Egypt, it’s too early to tell – comment by Stuart Thomson, chief economist at Ignis Asset Managment
“Asked to comment on the French Revolution, Chairman Mao famously claimed that it was “too early to tell”. The same sentiment applies to Egypt and potential contagion to other oppressive regimes in the region. However, two early implications have been the performance of commodity prices and other risk markets.
“In terms of GDP, Egypt is rather insignificant. Consequently a benign resolution of the conflict with a pro-western Government would barely produce a ripple across financial markets. Unfortunately, the geopolitical importance of Egypt is considerably greater in terms of the flow of oil through the Suez Canal. While there are alternative routes, the disruption would undoubtedly drive global uncertainty. The most disturbing tail risk would be an administration that is hostile to both America and Israel.
“It’s impossible to determine at this stage whether these tail risks will be reached, but we believe that Middle Eastern uncertainty is another demonstration of our VILE decade. This Volatile Inflation, Limited Expansion will drive global macroeconomic and financial volatility throughout the terrible teens and are a consequence of global imbalances that have been allowed to build up over the past few decades.
“The movement in commodity prices reflects the geopolitical threat to oil prices and concerns of other developing economies over the threat to their internal stability posed by higher food prices. The response to the latter threat has been to stockpile soft commodities and/or limit food exports. This will exacerbate the problem for other economies and provides a prisoners’ dilemma for emerging market economies.
“The main impetus to global commodity prices remains the negative real interest rates across emerging economies as a result of their shadowing Fed monetary policy. This in turn has accelerated global liquidity flowing through to commodity markets. There is growing pressure on central banks in developed economies, particularly the US, to halt this liquidity surge. The FOMC statement last week maintained the Fed’s dovish stance on the economy and provided further evidence that the Chairman would likely to extend quantitative easing beyond the planned end point of June.

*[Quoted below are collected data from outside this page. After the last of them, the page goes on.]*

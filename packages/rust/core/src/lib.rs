//! Core build pipeline for Pagesmith.
//!
//! Loads the category tree and templates, walks every page through
//! extraction, template filling and rendering, and writes the per-page
//! Markdown files, the aggregate XML document and the build manifest.

pub mod assembler;
pub mod loader;
pub mod pipeline;
pub mod render;
pub mod template;
pub mod walker;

“Ben Bernanke will attend the next round of Congressional testimonies during February and undoubtedly enjoy a more hostile reception from the elected officials reflecting the international and domestic hostility towards quantitative easing. It is both disingenuous and self-serving to blame Egyptian unrest on rising food prices as a direct consequence of Fed monetary policy given the deep underlying imbalances in the economy. Nevertheless, complaints from mercantilist emerging market economies will undoubtedly resonate over the next few months.
“We expect the US economy to accelerate over this period. Friday’s preliminary fourth quarter GDP data was optically strong, but in a deleveraging environment nominal growth is more important than real GDP growth. Real GDP grew by 3.2% annualised during the fourth quarter after growth of 1.7% and 2.6% respectively in the second and third quarters. The major positives were consumer expenditure and real final sales, which grew by 4.4% and 7.1% respectively.”
These are the views of the author and do not necessarily reflect those of Ignis Asset Management.